YOUR TASK - In the entries below, find each line bearing the string "usize" and copy it.

(DATA SHOWN begins)

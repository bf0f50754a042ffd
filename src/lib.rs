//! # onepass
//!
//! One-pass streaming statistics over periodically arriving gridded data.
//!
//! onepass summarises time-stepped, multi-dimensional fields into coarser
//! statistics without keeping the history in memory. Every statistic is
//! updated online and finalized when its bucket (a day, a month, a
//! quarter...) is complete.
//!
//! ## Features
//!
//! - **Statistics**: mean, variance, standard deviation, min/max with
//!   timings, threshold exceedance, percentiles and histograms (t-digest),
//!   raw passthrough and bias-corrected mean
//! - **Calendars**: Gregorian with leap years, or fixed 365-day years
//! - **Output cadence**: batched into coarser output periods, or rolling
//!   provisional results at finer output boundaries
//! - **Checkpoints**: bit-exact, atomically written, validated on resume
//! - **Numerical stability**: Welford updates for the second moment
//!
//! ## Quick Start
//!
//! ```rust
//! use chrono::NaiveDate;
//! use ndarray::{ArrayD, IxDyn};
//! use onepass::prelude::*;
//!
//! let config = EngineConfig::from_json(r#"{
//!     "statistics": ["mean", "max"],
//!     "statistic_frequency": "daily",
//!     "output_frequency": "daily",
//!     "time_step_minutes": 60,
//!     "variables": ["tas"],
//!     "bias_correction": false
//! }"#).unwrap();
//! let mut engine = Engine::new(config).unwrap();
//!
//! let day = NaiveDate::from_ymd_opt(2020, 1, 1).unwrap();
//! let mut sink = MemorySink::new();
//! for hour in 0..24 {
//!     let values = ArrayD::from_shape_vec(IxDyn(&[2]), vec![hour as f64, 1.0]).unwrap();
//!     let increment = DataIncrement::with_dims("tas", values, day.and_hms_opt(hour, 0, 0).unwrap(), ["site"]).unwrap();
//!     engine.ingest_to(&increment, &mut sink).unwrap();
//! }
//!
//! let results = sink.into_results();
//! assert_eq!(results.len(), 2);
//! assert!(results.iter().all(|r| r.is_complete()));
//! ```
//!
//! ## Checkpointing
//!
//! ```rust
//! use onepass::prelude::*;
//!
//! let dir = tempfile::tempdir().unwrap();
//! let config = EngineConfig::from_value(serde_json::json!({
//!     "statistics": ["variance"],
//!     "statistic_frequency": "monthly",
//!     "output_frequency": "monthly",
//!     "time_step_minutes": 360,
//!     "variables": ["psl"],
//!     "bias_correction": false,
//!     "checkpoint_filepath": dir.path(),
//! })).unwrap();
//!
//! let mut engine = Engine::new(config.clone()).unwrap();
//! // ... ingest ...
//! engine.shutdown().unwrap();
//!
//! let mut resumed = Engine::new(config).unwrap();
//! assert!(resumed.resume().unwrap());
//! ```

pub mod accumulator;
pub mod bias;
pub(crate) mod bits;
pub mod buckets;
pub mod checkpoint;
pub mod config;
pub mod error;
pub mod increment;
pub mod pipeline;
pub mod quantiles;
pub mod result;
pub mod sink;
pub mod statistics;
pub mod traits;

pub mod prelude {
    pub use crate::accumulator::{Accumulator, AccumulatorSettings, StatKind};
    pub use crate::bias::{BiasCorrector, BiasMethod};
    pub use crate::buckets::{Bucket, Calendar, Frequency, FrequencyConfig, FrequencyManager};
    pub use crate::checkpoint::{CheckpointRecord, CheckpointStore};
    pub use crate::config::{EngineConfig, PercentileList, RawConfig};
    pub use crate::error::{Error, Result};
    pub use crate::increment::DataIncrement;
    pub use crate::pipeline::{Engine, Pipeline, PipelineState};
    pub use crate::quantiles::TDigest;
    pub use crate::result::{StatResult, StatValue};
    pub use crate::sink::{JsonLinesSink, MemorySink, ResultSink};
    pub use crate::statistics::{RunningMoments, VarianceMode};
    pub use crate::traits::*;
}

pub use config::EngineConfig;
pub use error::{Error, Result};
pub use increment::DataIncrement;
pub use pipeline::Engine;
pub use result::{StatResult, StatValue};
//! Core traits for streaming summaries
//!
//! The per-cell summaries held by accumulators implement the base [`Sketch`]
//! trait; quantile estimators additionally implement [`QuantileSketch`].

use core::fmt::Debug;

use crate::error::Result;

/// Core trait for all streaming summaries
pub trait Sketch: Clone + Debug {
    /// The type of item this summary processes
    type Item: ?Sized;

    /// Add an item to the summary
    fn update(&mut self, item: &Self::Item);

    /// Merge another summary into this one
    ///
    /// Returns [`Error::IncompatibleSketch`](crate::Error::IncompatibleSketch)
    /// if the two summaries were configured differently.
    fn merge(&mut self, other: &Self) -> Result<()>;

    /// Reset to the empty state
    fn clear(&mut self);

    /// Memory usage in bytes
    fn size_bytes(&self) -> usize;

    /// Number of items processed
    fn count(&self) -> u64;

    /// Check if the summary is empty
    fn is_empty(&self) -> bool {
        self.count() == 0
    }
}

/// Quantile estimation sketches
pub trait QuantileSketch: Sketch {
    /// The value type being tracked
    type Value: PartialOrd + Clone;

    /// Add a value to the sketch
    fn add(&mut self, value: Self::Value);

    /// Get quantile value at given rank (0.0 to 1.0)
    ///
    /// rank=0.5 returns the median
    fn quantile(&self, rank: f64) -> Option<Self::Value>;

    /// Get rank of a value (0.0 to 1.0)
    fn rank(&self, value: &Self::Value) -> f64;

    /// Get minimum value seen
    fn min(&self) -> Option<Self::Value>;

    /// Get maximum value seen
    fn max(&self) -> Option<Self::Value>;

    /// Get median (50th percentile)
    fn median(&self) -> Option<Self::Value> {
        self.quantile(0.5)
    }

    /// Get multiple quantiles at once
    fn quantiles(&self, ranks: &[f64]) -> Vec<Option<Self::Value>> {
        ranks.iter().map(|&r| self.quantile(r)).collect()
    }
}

(DATA SHOWN ends)
(DATA SHOWN begins)

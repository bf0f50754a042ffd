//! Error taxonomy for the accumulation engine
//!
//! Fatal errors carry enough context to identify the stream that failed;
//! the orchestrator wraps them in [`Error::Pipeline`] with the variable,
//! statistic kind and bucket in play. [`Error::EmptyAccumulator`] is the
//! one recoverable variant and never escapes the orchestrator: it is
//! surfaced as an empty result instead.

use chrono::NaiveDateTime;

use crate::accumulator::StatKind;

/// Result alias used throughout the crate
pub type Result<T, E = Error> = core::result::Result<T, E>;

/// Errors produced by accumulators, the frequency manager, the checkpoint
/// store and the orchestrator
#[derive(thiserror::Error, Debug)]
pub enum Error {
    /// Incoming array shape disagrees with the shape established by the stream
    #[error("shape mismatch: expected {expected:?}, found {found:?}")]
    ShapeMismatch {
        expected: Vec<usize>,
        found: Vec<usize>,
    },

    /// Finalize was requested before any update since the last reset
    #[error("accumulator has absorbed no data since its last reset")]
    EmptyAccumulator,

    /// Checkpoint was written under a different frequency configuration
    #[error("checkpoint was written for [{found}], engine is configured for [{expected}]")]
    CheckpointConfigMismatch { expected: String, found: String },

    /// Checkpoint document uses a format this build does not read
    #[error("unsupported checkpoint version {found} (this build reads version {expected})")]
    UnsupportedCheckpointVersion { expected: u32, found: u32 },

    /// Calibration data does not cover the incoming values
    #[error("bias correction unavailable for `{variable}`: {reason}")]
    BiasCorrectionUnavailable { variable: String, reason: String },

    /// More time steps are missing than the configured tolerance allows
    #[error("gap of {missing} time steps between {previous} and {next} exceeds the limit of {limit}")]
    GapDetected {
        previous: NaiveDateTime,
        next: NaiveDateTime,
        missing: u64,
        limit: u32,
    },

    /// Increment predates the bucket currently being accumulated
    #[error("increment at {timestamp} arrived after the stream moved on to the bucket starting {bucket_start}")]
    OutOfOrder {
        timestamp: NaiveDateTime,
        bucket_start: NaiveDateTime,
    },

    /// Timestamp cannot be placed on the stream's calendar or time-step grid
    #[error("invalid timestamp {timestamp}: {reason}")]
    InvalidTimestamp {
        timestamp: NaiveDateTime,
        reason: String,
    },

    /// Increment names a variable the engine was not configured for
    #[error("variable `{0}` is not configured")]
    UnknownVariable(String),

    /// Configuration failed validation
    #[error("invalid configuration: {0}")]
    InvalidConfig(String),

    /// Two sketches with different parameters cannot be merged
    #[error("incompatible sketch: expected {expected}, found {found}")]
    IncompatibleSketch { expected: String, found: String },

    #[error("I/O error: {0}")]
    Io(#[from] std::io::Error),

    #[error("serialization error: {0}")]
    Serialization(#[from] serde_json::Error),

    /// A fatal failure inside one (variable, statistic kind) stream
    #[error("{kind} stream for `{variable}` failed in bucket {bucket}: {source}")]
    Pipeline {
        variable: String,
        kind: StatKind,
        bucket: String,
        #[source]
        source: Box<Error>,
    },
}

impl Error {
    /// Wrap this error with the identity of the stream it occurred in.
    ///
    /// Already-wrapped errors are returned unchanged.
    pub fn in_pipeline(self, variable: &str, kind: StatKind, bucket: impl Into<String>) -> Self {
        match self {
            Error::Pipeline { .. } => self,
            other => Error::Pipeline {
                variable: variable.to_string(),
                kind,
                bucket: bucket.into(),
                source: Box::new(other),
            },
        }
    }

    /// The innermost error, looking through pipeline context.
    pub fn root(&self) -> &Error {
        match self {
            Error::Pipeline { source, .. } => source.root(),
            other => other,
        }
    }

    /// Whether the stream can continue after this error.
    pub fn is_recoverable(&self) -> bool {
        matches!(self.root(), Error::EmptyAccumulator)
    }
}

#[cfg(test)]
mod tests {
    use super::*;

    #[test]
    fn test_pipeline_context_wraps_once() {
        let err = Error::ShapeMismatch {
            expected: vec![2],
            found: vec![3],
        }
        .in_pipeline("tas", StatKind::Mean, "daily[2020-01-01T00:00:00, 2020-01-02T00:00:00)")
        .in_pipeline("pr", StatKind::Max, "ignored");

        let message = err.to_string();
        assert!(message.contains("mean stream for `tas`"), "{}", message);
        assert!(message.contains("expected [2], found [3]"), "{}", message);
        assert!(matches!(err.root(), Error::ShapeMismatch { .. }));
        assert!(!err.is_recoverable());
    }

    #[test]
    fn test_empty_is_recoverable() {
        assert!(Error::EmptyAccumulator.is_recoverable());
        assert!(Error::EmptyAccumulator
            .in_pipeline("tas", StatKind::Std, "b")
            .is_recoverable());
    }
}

(DATA SHOWN ends)

ANSWER TO THIS TASK -
    fn size_bytes(&self) -> usize;
        expected: Vec<usize>,
        found: Vec<usize>,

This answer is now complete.